Yeah, tell me about walking into that room, what you saw when they summoned you to that room.

1526.83 - 1554.812 Peter Goers

A couch, a couple of lawyers, a coffee table. There was no corporate apology but sort of regret. And I was told immediately that I was not to leave the hotel under any circumstances. I was not to talk to anybody who wasn't a Pan Am official in the hotel. Why? I said, because they said lawyers, ambulance-chasing lawyers are coming from all over America and they want your business.

1554.927 - 1562.819 Richard Feidler

Who were they to be giving orders like that to you at that time, Peter? Did that thought occur to you as well, that who are these people to be giving me orders? Yes, it did.
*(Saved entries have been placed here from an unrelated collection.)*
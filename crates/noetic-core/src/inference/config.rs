//! Inference engine configuration and diagnostics.

/// Configuration accepted by [`super::InferenceEngine::new`].
#[derive(Debug, Clone)]
pub struct InferenceConfig {
    /// Default `maxIterations` used by the agent's own `tick`.
    pub inference_depth: usize,
    /// Minimum confidence a premise or a produced truth value must meet.
    pub min_confidence: f64,
    /// Minimum strength a produced truth value must meet.
    pub min_strength: f64,
    /// Hard cap on inferences performed across one `forwardChain` call.
    pub max_inferences: usize,
}

impl Default for InferenceConfig {
    fn default() -> Self {
        Self {
            inference_depth: 3,
            min_confidence: 0.1,
            min_strength: 0.01,
            max_inferences: 100,
        }
    }
}

/// Read-only snapshot of the engine's lifetime counters.
#[non_exhaustive]
#[derive(Debug, Clone, Copy, PartialEq, Eq)]
pub struct InferenceStats {
    pub inferences_performed: usize,
}
//! Attention bank observability events.

use crate::atom::AtomHandle;
use serde::Serialize;

#[derive(Debug, Clone, Serialize)]
pub enum BankEvent {
    /// `stimulate` applied `delta` (the actual, post-clamp delta) to `handle`.
    Stimulated { handle: AtomHandle, delta: f64 },
    /// `decaySTI` ran and removed a total of `removed` STI across all atoms.
    Decayed { removed: f64 },
    /// `normalizeSTI`/`normalizeLTI` ran and rescaled every atom's total.
    Normalized { component: &'static str },
    /// `spreadImportance` ran, redistributing STI from the current focus.
    Spread,
    /// `reset` zeroed every atom's STI and LTI.
    Reset,
}
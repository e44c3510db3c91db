//! The attention bank — short-term/long-term/very-long-term importance
//! accounting for one [`AtomStore`].
//!
//! All mutation of importance fields passes through here; the store's own
//! setters are crate-private gateways the bank is the sole caller of (spec
//! §5's "shared-resource policy").

mod config;
mod events;
pub mod formulas;

pub use config::{BankConfig, BankStats};
pub use events::BankEvent;

use crate::atom::AtomHandle;
use crate::error::Result;
use crate::store::{AtomStore, EVENT_CHANNEL_CAPACITY};
use parking_lot::Mutex;
use std::collections::HashMap;
use std::sync::Arc;
use tokio::sync::broadcast;
use tracing::{debug, info};

struct Totals {
    sti: f64,
    lti: f64,
}

/// Owns importance accounting for one store. Cheaply `Arc`-shareable.
pub struct AttentionBank {
    store: Arc<AtomStore>,
    config: BankConfig,
    totals: Mutex<Totals>,
    events: broadcast::Sender<BankEvent>,
}

impl AttentionBank {
    pub fn new(store: Arc<AtomStore>, config: BankConfig) -> Self {
        let (sti, lti) = store
            .all_importances()
            .into_iter()
            .fold((0.0, 0.0), |(sti, lti), (_, imp)| (sti + imp.sti, lti + imp.lti));
        let (events, _) = broadcast::channel(EVENT_CHANNEL_CAPACITY);
        Self {
            store,
            config,
            totals: Mutex::new(Totals { sti, lti }),
            events,
        }
    }

    pub fn subscribe(&self) -> broadcast::Receiver<BankEvent> {
        self.events.subscribe()
    }

    /// Add `delta` to `handle`'s STI, clamped to `[sti_min, sti_max]`, and
    /// update the running total by the actually-applied delta.
    pub fn stimulate(&self, handle: AtomHandle, delta: f64) -> Result<()> {
        let mut imp = self.store.importance_of(handle)?;
        let old = imp.sti;
        imp.sti = formulas::clamp_sti(old + delta, self.config.sti_min, self.config.sti_max);
        let applied = imp.sti - old;
        self.store.write_importance(handle, imp)?;
        self.totals.lock().sti += applied;
        debug!(%handle, delta = applied, "stimulated");
        let _ = self.events.send(BankEvent::Stimulated { handle, delta: applied });
        Ok(())
    }

    pub fn set_lti(&self, handle: AtomHandle, value: f64) -> Result<()> {
        let mut imp = self.store.importance_of(handle)?;
        let delta = value - imp.lti;
        imp.lti = value;
        self.store.write_importance(handle, imp)?;
        self.totals.lock().lti += delta;
        Ok(())
    }

    pub fn set_vlti(&self, handle: AtomHandle, value: bool) -> Result<()> {
        let mut imp = self.store.importance_of(handle)?;
        imp.vlti = value;
        self.store.write_importance(handle, imp)
    }

    /// For every atom with `sti > 0`, subtract `sti * (1 - decayRate)`,
    /// clamped at zero. No-op if `rentEnabled` is false.
    pub fn decay_sti(&self) {
        if !self.config.rent_enabled {
            return;
        }
        let mut removed_total = 0.0;
        for (handle, mut imp) in self.store.all_importances() {
            if imp.sti <= 0.0 {
                continue;
            }
            let (new_sti, removed) = formulas::decay(imp.sti, self.config.decay_rate);
            if removed == 0.0 {
                continue;
            }
            imp.sti = new_sti;
            if self.store.write_importance(handle, imp).is_ok() {
                removed_total += removed;
            }
        }
        if removed_total > 0.0 {
            self.totals.lock().sti -= removed_total;
            debug!(removed = removed_total, "decaySTI applied");
            let _ = self.events.send(BankEvent::Decayed { removed: removed_total });
        }
    }

    /// If the global STI total differs from `targetSTI` and is non-zero,
    /// scale every atom's STI so the total becomes `targetSTI`.
    ///
    /// The post-scale STI is still clamped to `[sti_min, sti_max]`, so the
    /// realised total can fall short of `targetSTI` when clamping bites; the
    /// running total is re-derived from the actually-written values rather
    /// than assumed, so it never drifts from the sum of individual STIs.
    pub fn normalize_sti(&self) {
        let total = self.totals.lock().sti;
        let Some(scale) = formulas::normalize_scale(total, self.config.target_sti) else {
            return;
        };
        let mut realised_total = 0.0;
        for (handle, mut imp) in self.store.all_importances() {
            imp.sti = formulas::clamp_sti(imp.sti * scale, self.config.sti_min, self.config.sti_max);
            realised_total += imp.sti;
            let _ = self.store.write_importance(handle, imp);
        }
        self.totals.lock().sti = realised_total;
        info!(target = self.config.target_sti, realised = realised_total, "normalizeSTI applied");
        let _ = self.events.send(BankEvent::Normalized { component: "sti" });
    }

    /// Same as [`Self::normalize_sti`] but for LTI; LTI is never clamped, so
    /// the realised total always equals `targetLTI` exactly (up to
    /// floating-point rounding).
    pub fn normalize_lti(&self) {
        let total = self.totals.lock().lti;
        let Some(scale) = formulas::normalize_scale(total, self.config.target_lti) else {
            return;
        };
        let mut realised_total = 0.0;
        for (handle, mut imp) in self.store.all_importances() {
            imp.lti *= scale;
            realised_total += imp.lti;
            let _ = self.store.write_importance(handle, imp);
        }
        self.totals.lock().lti = realised_total;
        info!(target = self.config.target_lti, realised = realised_total, "normalizeLTI applied");
        let _ = self.events.send(BankEvent::Normalized { component: "lti" });
    }

    /// For each of the top-`focusSize` atoms by STI, push `sti * diffusion`
    /// to every outgoing neighbour and half that to every incoming
    /// neighbour. Never decreases the source atom's own STI.
    pub fn spread_importance(&self, diffusion: f64) -> Result<()> {
        let focus = self.store.focus(self.config.focus_size)?;
        let mut deltas: HashMap<AtomHandle, f64> = HashMap::new();
        for handle in &focus {
            let imp = self.store.importance_of(*handle)?;
            let amount = formulas::spread_amount(imp.sti, diffusion);
            if amount == 0.0 {
                continue;
            }
            for out in self.store.outgoing_of(*handle)? {
                *deltas.entry(out).or_insert(0.0) += amount;
            }
            for inc in self.store.incoming_of(*handle)? {
                *deltas.entry(inc).or_insert(0.0) += amount / 2.0;
            }
        }
        let mut applied_total = 0.0;
        for (handle, amount) in deltas {
            if let Ok(mut imp) = self.store.importance_of(handle) {
                let old = imp.sti;
                imp.sti = formulas::clamp_sti(old + amount, self.config.sti_min, self.config.sti_max);
                applied_total += imp.sti - old;
                let _ = self.store.write_importance(handle, imp);
            }
        }
        if applied_total != 0.0 {
            self.totals.lock().sti += applied_total;
        }
        let _ = self.events.send(BankEvent::Spread);
        Ok(())
    }

    /// Delegates to the store's `focus`.
    pub fn focus(&self, k: usize) -> Result<Vec<AtomHandle>> {
        self.store.focus(k)
    }

    pub fn stats(&self) -> BankStats {
        let totals = self.totals.lock();
        let atom_count = self.store.size();
        BankStats {
            total_sti: totals.sti,
            total_lti: totals.lti,
            atom_count,
            average_sti: if atom_count == 0 { 0.0 } else { totals.sti / atom_count as f64 },
            focus_size: self.config.focus_size,
        }
    }

    /// Zero every atom's STI and LTI (VLTI untouched) and reset running totals.
    pub fn reset(&self) {
        for (handle, mut imp) in self.store.all_importances() {
            imp.sti = 0.0;
            imp.lti = 0.0;
            let _ = self.store.write_importance(handle, imp);
        }
        let mut totals = self.totals.lock();
        totals.sti = 0.0;
        totals.lti = 0.0;
        drop(totals);
        info!("bank reset");
        let _ = self.events.send(BankEvent::Reset);
    }
}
1563.2 - 1587.963 Peter Goers

And, yes, I wanted to talk to other grieving families, some of whom I'd seen in the corridors, and that was disallowed. And the next thing they told me, they presented me with a piece of paper and said that if I signed this, they would give me $10,000 American dollars and I could return home. Immediately. And I said, well, A, I'm not signing anything.

1588.184 - 1611.799 Peter Goers

I'd had that legal advice before I left Australia. Just don't sign anything. And secondly, I said, I'm here. You've called me here to identify the bodies. How do I do that and when? And they said, no, that's impossible. There's no personal identification. It's all forensic. We've brought you here to settle. And I said, well, that's pointless. I'm not signing anything.